* _What is being asked_: Reproduce the complete set of records, exactly as they appear.

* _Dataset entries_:
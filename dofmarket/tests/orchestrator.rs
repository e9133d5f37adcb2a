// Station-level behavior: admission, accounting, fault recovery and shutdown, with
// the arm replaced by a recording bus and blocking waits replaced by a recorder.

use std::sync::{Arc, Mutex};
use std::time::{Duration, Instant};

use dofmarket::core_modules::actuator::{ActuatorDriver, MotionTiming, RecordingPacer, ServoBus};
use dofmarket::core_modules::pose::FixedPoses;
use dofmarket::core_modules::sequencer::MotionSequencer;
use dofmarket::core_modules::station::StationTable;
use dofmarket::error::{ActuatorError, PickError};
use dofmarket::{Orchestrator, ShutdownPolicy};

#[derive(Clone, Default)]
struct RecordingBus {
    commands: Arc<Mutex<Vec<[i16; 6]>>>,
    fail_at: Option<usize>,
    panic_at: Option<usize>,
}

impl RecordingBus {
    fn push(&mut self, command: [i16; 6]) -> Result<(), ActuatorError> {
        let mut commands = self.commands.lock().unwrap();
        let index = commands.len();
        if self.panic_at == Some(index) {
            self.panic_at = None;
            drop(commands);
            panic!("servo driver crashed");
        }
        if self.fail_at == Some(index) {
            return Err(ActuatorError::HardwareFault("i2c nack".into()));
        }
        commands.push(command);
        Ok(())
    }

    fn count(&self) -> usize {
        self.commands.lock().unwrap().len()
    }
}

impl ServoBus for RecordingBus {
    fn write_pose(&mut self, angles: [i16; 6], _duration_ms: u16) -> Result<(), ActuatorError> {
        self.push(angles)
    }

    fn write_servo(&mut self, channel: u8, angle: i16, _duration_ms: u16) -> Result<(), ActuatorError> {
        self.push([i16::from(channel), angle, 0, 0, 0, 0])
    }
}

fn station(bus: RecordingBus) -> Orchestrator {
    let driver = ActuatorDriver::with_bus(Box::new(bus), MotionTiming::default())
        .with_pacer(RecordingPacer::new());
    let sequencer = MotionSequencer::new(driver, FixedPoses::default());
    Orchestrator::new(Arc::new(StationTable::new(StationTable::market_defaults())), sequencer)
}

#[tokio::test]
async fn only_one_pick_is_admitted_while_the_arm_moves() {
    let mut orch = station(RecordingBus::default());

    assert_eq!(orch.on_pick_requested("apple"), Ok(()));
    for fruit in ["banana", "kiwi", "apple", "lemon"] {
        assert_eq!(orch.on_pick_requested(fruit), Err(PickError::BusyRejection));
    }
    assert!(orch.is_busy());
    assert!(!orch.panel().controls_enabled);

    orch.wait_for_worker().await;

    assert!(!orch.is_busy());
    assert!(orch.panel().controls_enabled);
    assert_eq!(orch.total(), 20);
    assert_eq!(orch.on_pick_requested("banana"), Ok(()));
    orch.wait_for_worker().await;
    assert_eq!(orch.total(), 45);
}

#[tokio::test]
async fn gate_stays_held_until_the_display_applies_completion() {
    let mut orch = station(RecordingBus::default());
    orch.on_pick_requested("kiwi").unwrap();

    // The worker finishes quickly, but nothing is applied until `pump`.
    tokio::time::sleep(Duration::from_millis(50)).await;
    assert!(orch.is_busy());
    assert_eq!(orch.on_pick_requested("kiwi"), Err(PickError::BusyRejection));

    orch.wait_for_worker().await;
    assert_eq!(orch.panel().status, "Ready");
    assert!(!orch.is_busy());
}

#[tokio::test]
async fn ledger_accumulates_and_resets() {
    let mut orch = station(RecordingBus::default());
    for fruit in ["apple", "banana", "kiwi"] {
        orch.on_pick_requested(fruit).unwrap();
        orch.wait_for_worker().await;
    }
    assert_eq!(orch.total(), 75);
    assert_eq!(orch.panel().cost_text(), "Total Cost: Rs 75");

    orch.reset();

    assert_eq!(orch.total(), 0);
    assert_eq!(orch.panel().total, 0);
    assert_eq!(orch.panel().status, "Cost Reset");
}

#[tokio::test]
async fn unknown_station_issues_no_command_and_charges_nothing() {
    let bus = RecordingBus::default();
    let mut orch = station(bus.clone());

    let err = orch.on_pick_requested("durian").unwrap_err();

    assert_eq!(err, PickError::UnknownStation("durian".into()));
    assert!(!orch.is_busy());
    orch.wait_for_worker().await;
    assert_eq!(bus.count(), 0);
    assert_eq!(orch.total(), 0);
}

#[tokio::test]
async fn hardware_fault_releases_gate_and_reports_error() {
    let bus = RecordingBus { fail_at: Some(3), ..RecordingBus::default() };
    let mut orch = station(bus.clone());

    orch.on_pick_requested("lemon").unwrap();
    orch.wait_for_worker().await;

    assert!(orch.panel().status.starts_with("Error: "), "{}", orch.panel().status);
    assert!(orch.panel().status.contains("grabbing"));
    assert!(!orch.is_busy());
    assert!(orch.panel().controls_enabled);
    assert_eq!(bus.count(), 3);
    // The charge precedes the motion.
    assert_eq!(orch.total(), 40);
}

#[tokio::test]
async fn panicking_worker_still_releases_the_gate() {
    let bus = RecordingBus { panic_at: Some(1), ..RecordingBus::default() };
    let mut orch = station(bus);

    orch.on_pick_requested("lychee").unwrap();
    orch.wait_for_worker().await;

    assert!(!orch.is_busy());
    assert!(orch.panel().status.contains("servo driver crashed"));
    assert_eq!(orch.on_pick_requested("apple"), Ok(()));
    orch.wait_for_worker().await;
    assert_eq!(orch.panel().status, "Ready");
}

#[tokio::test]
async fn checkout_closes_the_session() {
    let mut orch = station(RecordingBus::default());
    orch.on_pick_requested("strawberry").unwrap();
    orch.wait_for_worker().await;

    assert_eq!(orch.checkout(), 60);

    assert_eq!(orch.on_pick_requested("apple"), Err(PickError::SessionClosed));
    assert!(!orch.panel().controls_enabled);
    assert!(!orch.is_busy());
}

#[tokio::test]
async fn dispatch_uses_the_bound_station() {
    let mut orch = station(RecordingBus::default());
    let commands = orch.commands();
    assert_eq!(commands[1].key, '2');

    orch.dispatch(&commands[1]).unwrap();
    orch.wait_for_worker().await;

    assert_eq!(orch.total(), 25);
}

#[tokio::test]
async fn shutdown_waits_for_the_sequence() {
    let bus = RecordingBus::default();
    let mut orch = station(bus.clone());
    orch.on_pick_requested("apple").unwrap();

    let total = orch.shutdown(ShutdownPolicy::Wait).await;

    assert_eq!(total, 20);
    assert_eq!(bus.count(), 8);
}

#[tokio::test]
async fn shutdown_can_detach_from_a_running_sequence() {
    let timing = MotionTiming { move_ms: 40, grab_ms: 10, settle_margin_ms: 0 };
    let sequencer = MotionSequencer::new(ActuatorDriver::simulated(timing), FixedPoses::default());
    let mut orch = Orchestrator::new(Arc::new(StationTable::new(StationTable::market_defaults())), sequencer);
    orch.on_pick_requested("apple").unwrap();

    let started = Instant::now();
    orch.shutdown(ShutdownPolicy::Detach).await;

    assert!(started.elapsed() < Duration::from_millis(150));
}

* _Exercise result_:
filename dofmarket/tests/orchestrator.rs
repository e9133d5f37adcb2a
// Station-level behavior: admission, accounting, fault recovery and shutdown, with
// the arm replaced by a recording bus and blocking waits replaced by a recorder.

use std::sync::{Arc, Mutex};
use std::time::{Duration, Instant};

use dofmarket::core_modules::actuator::{ActuatorDriver, MotionTiming, RecordingPacer, ServoBus};
use dofmarket::core_modules::pose::FixedPoses;
use dofmarket::core_modules::sequencer::MotionSequencer;
use dofmarket::core_modules::station::StationTable;
use dofmarket::error::{ActuatorError, PickError};
use dofmarket::{Orchestrator, ShutdownPolicy};

#[derive(Clone, Default)]
struct RecordingBus {
    commands: Arc<Mutex<Vec<[i16; 6]>>>,
    fail_at: Option<usize>,
    panic_at: Option<usize>,
}

impl RecordingBus {
    fn push(&mut self, command: [i16; 6]) -> Result<(), ActuatorError> {
        let mut commands = self.commands.lock().unwrap();
        let index = commands.len();
        if self.panic_at == Some(index) {
            self.panic_at = None;
            drop(commands);
            panic!("servo driver crashed");
        }
        if self.fail_at == Some(index) {
            return Err(ActuatorError::HardwareFault("i2c nack".into()));
        }
        commands.push(command);
        Ok(())
    }

    fn count(&self) -> usize {
        self.commands.lock().unwrap().len()
    }
}

impl ServoBus for RecordingBus {
    fn write_pose(&mut self, angles: [i16; 6], _duration_ms: u16) -> Result<(), ActuatorError> {
        self.push(angles)
    }

    fn write_servo(&mut self, channel: u8, angle: i16, _duration_ms: u16) -> Result<(), ActuatorError> {
        self.push([i16::from(channel), angle, 0, 0, 0, 0])
    }
}

fn station(bus: RecordingBus) -> Orchestrator {
    let driver = ActuatorDriver::with_bus(Box::new(bus), MotionTiming::default())
        .with_pacer(RecordingPacer::new());
    let sequencer = MotionSequencer::new(driver, FixedPoses::default());
    Orchestrator::new(Arc::new(StationTable::new(StationTable::market_defaults())), sequencer)
}

#[tokio::test]
async fn only_one_pick_is_admitted_while_the_arm_moves() {
    let mut orch = station(RecordingBus::default());

    assert_eq!(orch.on_pick_requested("apple"), Ok(()));
    for fruit in ["banana", "kiwi", "apple", "lemon"] {
        assert_eq!(orch.on_pick_requested(fruit), Err(PickError::BusyRejection));
    }
    assert!(orch.is_busy());
    assert!(!orch.panel().controls_enabled);

    orch.wait_for_worker().await;

    assert!(!orch.is_busy());
    assert!(orch.panel().controls_enabled);
    assert_eq!(orch.total(), 20);
    assert_eq!(orch.on_pick_requested("banana"), Ok(()));
    orch.wait_for_worker().await;
    assert_eq!(orch.total(), 45);
}

#[tokio::test]
async fn gate_stays_held_until_the_display_applies_completion() {
    let mut orch = station(RecordingBus::default());
    orch.on_pick_requested("kiwi").unwrap();

    // The worker finishes quickly, but nothing is applied until `pump`.
    tokio::time::sleep(Duration::from_millis(50)).await;
    assert!(orch.is_busy());
    assert_eq!(orch.on_pick_requested("kiwi"), Err(PickError::BusyRejection));

    orch.wait_for_worker().await;
    assert_eq!(orch.panel().status, "Ready");
    assert!(!orch.is_busy());
}

#[tokio::test]
async fn ledger_accumulates_and_resets() {
    let mut orch = station(RecordingBus::default());
    for fruit in ["apple", "banana", "kiwi"] {
        orch.on_pick_requested(fruit).unwrap();
        orch.wait_for_worker().await;
    }
    assert_eq!(orch.total(), 75);
    assert_eq!(orch.panel().cost_text(), "Total Cost: Rs 75");

    orch.reset();

    assert_eq!(orch.total(), 0);
    assert_eq!(orch.panel().total, 0);
    assert_eq!(orch.panel().status, "Cost Reset");
}

#[tokio::test]
async fn unknown_station_issues_no_command_and_charges_nothing() {
    let bus = RecordingBus::default();
    let mut orch = station(bus.clone());

    let err = orch.on_pick_requested("durian").unwrap_err();

    assert_eq!(err, PickError::UnknownStation("durian".into()));
    assert!(!orch.is_busy());
    orch.wait_for_worker().await;
    assert_eq!(bus.count(), 0);
    assert_eq!(orch.total(), 0);
}

#[tokio::test]
async fn hardware_fault_releases_gate_and_reports_error() {
    let bus = RecordingBus { fail_at: Some(3), ..RecordingBus::default() };
    let mut orch = station(bus.clone());

    orch.on_pick_requested("lemon").unwrap();
    orch.wait_for_worker().await;

    assert!(orch.panel().status.starts_with("Error: "), "{}", orch.panel().status);
    assert!(orch.panel().status.contains("grabbing"));
    assert!(!orch.is_busy());
    assert!(orch.panel().controls_enabled);
    assert_eq!(bus.count(), 3);
    // The charge precedes the motion.
    assert_eq!(orch.total(), 40);
}

#[tokio::test]
async fn panicking_worker_still_releases_the_gate() {
    let bus = RecordingBus { panic_at: Some(1), ..RecordingBus::default() };
    let mut orch = station(bus);

    orch.on_pick_requested("lychee").unwrap();
    orch.wait_for_worker().await;

    assert!(!orch.is_busy());
    assert!(orch.panel().status.contains("servo driver crashed"));
    assert_eq!(orch.on_pick_requested("apple"), Ok(()));
    orch.wait_for_worker().await;
    assert_eq!(orch.panel().status, "Ready");
}

#[tokio::test]
async fn checkout_closes_the_session() {
    let mut orch = station(RecordingBus::default());
    orch.on_pick_requested("strawberry").unwrap();
    orch.wait_for_worker().await;

    assert_eq!(orch.checkout(), 60);

    assert_eq!(orch.on_pick_requested("apple"), Err(PickError::SessionClosed));
    assert!(!orch.panel().controls_enabled);
    assert!(!orch.is_busy());
}

#[tokio::test]
async fn dispatch_uses_the_bound_station() {
    let mut orch = station(RecordingBus::default());
    let commands = orch.commands();
    assert_eq!(commands[1].key, '2');

    orch.dispatch(&commands[1]).unwrap();
    orch.wait_for_worker().await;

    assert_eq!(orch.total(), 25);
}

#[tokio::test]
async fn shutdown_waits_for_the_sequence() {
    let bus = RecordingBus::default();
    let mut orch = station(bus.clone());
    orch.on_pick_requested("apple").unwrap();

    let total = orch.shutdown(ShutdownPolicy::Wait).await;

    assert_eq!(total, 20);
    assert_eq!(bus.count(), 8);
}

#[tokio::test]
async fn shutdown_can_detach_from_a_running_sequence() {
    let timing = MotionTiming { move_ms: 40, grab_ms: 10, settle_margin_ms: 0 };
    let sequencer = MotionSequencer::new(ActuatorDriver::simulated(timing), FixedPoses::default());
    let mut orch = Orchestrator::new(Arc::new(StationTable::new(StationTable::market_defaults())), sequencer);
    orch.on_pick_requested("apple").unwrap();

    let started = Instant::now();
    orch.shutdown(ShutdownPolicy::Detach).await;

    assert!(started.elapsed() < Duration::from_millis(150));
}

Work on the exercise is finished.